• _The task_: The lines to find are those in the entries that hold the word "mapper"; copy every one of them.

Information supplied Block Start

// ============================================================================
// Transaction Management Module
// ============================================================================
//
// The externally managed side of the bridge: a manager that owns
// transaction boundaries and binds one connection per thread, plus the
// callback helpers everything else uses to run work inside a transaction.
//
// ============================================================================

pub mod connection;
pub mod definition;
pub mod manager;
pub mod status;

pub use connection::{TransactionalConnection, TransactionalDataSource};
pub use definition::{Propagation, TransactionDefinition};
pub use manager::DataSourceTransactionManager;
pub use status::{TransactionId, TransactionState, TransactionStatus};

use crate::core::Result;
use std::panic::{self, AssertUnwindSafe};
use tracing::{debug, warn};

/// Begin, commit and roll back transactions
///
/// A status returned by `get_transaction` must be handed to exactly one of
/// `commit` or `rollback`.
pub trait TransactionManager: Send + Sync {
    fn get_transaction(&self, definition: &TransactionDefinition) -> Result<TransactionStatus>;

    fn commit(&self, status: &TransactionStatus) -> Result<()>;

    fn rollback(&self, status: &TransactionStatus) -> Result<()>;
}

/// Run a unit of work inside a transaction
///
/// The transaction commits when the callback returns `Ok`, and rolls back
/// once when it returns `Err` or panics. The callback's error is returned
/// unchanged and a panic resumes after the rollback.
pub trait TransactionOperations {
    fn execute<R, F>(&self, definition: &TransactionDefinition, callback: F) -> Result<R>
    where
        F: FnOnce(&TransactionStatus) -> Result<R>;

    fn execute_read<R, F>(&self, callback: F) -> Result<R>
    where
        F: FnOnce(&TransactionStatus) -> Result<R>,
    {
        self.execute(&TransactionDefinition::read_only(), callback)
    }

    fn execute_write<R, F>(&self, callback: F) -> Result<R>
    where
        F: FnOnce(&TransactionStatus) -> Result<R>,
    {
        self.execute(&TransactionDefinition::read_write(), callback)
    }
}

impl<M: TransactionManager + ?Sized> TransactionOperations for M {
    fn execute<R, F>(&self, definition: &TransactionDefinition, callback: F) -> Result<R>
    where
        F: FnOnce(&TransactionStatus) -> Result<R>,
    {
        let status = self.get_transaction(definition)?;

        match panic::catch_unwind(AssertUnwindSafe(|| callback(&status))) {
            Ok(Ok(value)) => {
                self.commit(&status)?;
                Ok(value)
            }
            Ok(Err(err)) => {
                rollback_on_failure(self, &status, &err.to_string());
                Err(err)
            }
            Err(payload) => {
                rollback_on_failure(self, &status, "callback panicked");
                panic::resume_unwind(payload)
            }
        }
    }
}

/// Single rollback attempt after a failed callback; never masks the failure
pub(crate) fn rollback_on_failure<M: TransactionManager + ?Sized>(
    manager: &M,
    status: &TransactionStatus,
    cause: &str,
) {
    debug!(
        "Initiating rollback of {} on application failure: {}",
        status.id(),
        cause
    );
    if let Err(err) = manager.rollback(status) {
        warn!(
            "Application failure in {} overridden by rollback failure: {}",
            status.id(),
            err
        );
    }
}
impl EntityStore for SqlEntityStore {
    fn configuration(&self) -> &Arc<Configuration> {
        self.session.configuration()
    }

    fn insert<E: Entity>(&self, entity: E) -> Result<E> {
        let entity_type = self.entity_type::<E>()?;
        let sql = self.insert_sql(&entity_type);
        let key = entity.key();

        self.session.transact(TransactionDefinition::read_write(), || {
            self.session.fire(EntityEventKind::PreInsert, E::TABLE, &key);
            self.session.update(&sql, &entity.to_row())?;
            self.session.fire(EntityEventKind::PostInsert, E::TABLE, &key);
            Ok(entity)
        })
    }

    fn insert_all<E: Entity>(&self, entities: Vec<E>) -> Result<Vec<E>> {
        let entity_type = self.entity_type::<E>()?;
        let sql = self.insert_sql(&entity_type);
        self.write_all(
            entities,
            sql,
            (EntityEventKind::PreInsert, EntityEventKind::PostInsert),
        )
    }

    fn update<E: Entity>(&self, entity: E) -> Result<E> {
        let entity_type = self.entity_type::<E>()?;
        let key = entity.key();

        let mut assignments = Vec::new();
        let mut params = Vec::new();
        for (attribute, value) in entity_type.attributes().iter().zip(entity.to_row()) {
            if attribute.primary_key {
                continue;
            }
            assignments.push(format!("{} = ?", self.configuration().column_name(&attribute.name)));
            params.push(value);
        }
        if assignments.is_empty() {
            return Ok(entity);
        }
        params.push(key.clone());

        let sql = format!(
            "UPDATE {} SET {} WHERE {}",
            self.configuration().table_name(E::TABLE),
            assignments.join(", "),
            self.key_filter(&entity_type)?
        );

        self.session.transact(TransactionDefinition::read_write(), || {
            self.configuration().cache().invalidate(E::TABLE, &key)?;
            self.session.fire(EntityEventKind::PreUpdate, E::TABLE, &key);
            if self.session.update(&sql, &params)? == 0 {
                return Err(StoreError::EntityNotFound(format!("{} with key {}", E::TABLE, key)));
            }
            self.session.fire(EntityEventKind::PostUpdate, E::TABLE, &key);
            Ok(entity)
        })
    }

    fn upsert<E: Entity>(&self, entity: E) -> Result<E> {
        let entity_type = self.entity_type::<E>()?;
        let sql = self.upsert_sql(&entity_type)?;
        let key = entity.key();

        self.session.transact(TransactionDefinition::read_write(), || {
            self.configuration().cache().invalidate(E::TABLE, &key)?;
            self.session.fire(EntityEventKind::PreUpdate, E::TABLE, &key);
            self.session.update(&sql, &entity.to_row())?;
            self.session.fire(EntityEventKind::PostUpdate, E::TABLE, &key);
            Ok(entity)
        })
    }

    fn upsert_all<E: Entity>(&self, entities: Vec<E>) -> Result<Vec<E>> {
        let entity_type = self.entity_type::<E>()?;
        let sql = self.upsert_sql(&entity_type)?;
        self.write_all(
            entities,
            sql,
            (EntityEventKind::PreUpdate, EntityEventKind::PostUpdate),
        )
    }

    fn delete<E: Entity>(&self, entity: &E) -> Result<()> {
        let entity_type = self.entity_type::<E>()?;
        let key = entity.key();
        let sql = format!(
            "DELETE FROM {} WHERE {}",
            self.configuration().table_name(E::TABLE),
            self.key_filter(&entity_type)?
        );

        self.session.transact(TransactionDefinition::read_write(), || {
            self.configuration().cache().invalidate(E::TABLE, &key)?;
            self.session.fire(EntityEventKind::PreDelete, E::TABLE, &key);
            if self.session.update(&sql, std::slice::from_ref(&key))? == 0 {
                return Err(StoreError::EntityNotFound(format!("{} with key {}", E::TABLE, key)));
            }
            self.session.fire(EntityEventKind::PostDelete, E::TABLE, &key);
            Ok(())
        })
    }

    fn find_by_key<E: Entity, K: Into<Value>>(&self, key: K) -> Result<Option<E>> {
        let key = key.into();
        self.session
            .transact(TransactionDefinition::read_only(), || self.find::<E>(key))
    }

    fn refresh<E: Entity>(&self, entity: E) -> Result<E> {
        self.session
            .transact(TransactionDefinition::read_only(), || self.reload(entity))
    }

    fn refresh_attributes<E: Entity>(&self, entity: E, attributes: &[&str]) -> Result<E> {
        let entity_type = self.entity_type::<E>()?;
        let positions = attributes
            .iter()
            .map(|name| {
                entity_type
                    .position_of(name)
                    .ok_or_else(|| StoreError::ColumnNotFound(name.to_string(), E::TABLE.to_string()))
            })
            .collect::<Result<Vec<usize>>>()?;

        let mut row = entity.to_row();
        let fresh = self.refresh(entity)?.to_row();
        for position in positions {
            row[position] = fresh[position].clone();
        }
        E::from_row(&row)
    }

    fn refresh_many<E: Entity>(&self, entities: Vec<E>) -> Result<Vec<E>> {
        self.session.transact(TransactionDefinition::read_only(), || {
            entities.into_iter().map(|entity| self.reload(entity)).collect()
        })
    }

    fn refresh_all<E: Entity>(&self, entity: E) -> Result<E> {
        self.refresh(entity)
    }

    fn select<E: Entity>(&self) -> Result<Selection<Box<dyn QueryResult<E>>>> {
        let entity_type = self.entity_type::<E>()?;
        let columns = entity_type.attributes().iter().map(|a| a.name.clone()).collect();
        let session = Arc::clone(&self.session);
        let mapper = self.entity_mapper::<E>();

        Ok(Selection::new(
            QueryElement::select(E::TABLE, columns),
            move |element| {
                Ok(Box::new(SqlResult::new(Arc::clone(&session), element, Arc::clone(&mapper)))
                    as Box<dyn QueryResult<E>>)
            },
        ))
    }

    fn select_tuples(&self, table: &str, columns: &[&str]) -> Result<Selection<Box<dyn QueryResult<Tuple>>>> {
        if !self.configuration().model().contains(table) {
            return Err(StoreError::TableNotFound(table.to_string()));
        }
        let names: Vec<String> = columns.iter().map(|c| c.to_lowercase()).collect();
        let shared = Arc::new(names.clone());
        let mapper: RowMapper<Tuple> = Arc::new(move |row| Ok(Tuple::new(Arc::clone(&shared), row)));
        let session = Arc::clone(&self.session);

        Ok(Selection::new(
            QueryElement::select(table, names),
            move |element| {
                Ok(Box::new(SqlResult::new(Arc::clone(&session), element, Arc::clone(&mapper)))
                    as Box<dyn QueryResult<Tuple>>)
            },
        ))
    }

    fn count<E: Entity>(&self) -> Selection<Box<dyn Scalar<i64>>> {
        let session = Arc::clone(&self.session);
        Selection::new(QueryElement::count(E::TABLE), move |element| {
            Ok(Box::new(SqlScalar::new(Arc::clone(&session), element)) as Box<dyn Scalar<i64>>)
        })
    }

    fn run_in_transaction<V, F>(&self, body: F) -> Result<V>
    where
        F: FnOnce() -> Result<V>,
    {
        self.session.transact(TransactionDefinition::read_write(), body)
    }

    fn run_in_transaction_with<V, F>(&self, body: F, isolation: IsolationLevel) -> Result<V>
    where
        F: FnOnce() -> Result<V>,
    {
        self.session.transact(
            TransactionDefinition::read_write().with_isolation(isolation),
            body,
        )
    }

    fn with_transaction<V, F>(&self, body: F) -> Result<V>
    where
        F: FnOnce(&Self) -> Result<V>,
    {
        self.session
            .transact(TransactionDefinition::read_write(), || body(self))
    }

    fn with_transaction_isolation<V, F>(&self, isolation: IsolationLevel, body: F) -> Result<V>
    where
        F: FnOnce(&Self) -> Result<V>,
    {
        self.session.transact(
            TransactionDefinition::read_write().with_isolation(isolation),
            || body(self),
        )
    }

    fn to_blocking(&self) -> &Self {
        self
    }
}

Information supplied Block End

• _Written response_:
        let mapper = self.entity_mapper::<E>();
                Ok(Box::new(SqlResult::new(Arc::clone(&session), element, Arc::clone(&mapper)))
        let mapper: RowMapper<Tuple> = Arc::new(move |row| Ok(Tuple::new(Arc::clone(&shared), row)));
                Ok(Box::new(SqlResult::new(Arc::clone(&session), element, Arc::clone(&mapper)))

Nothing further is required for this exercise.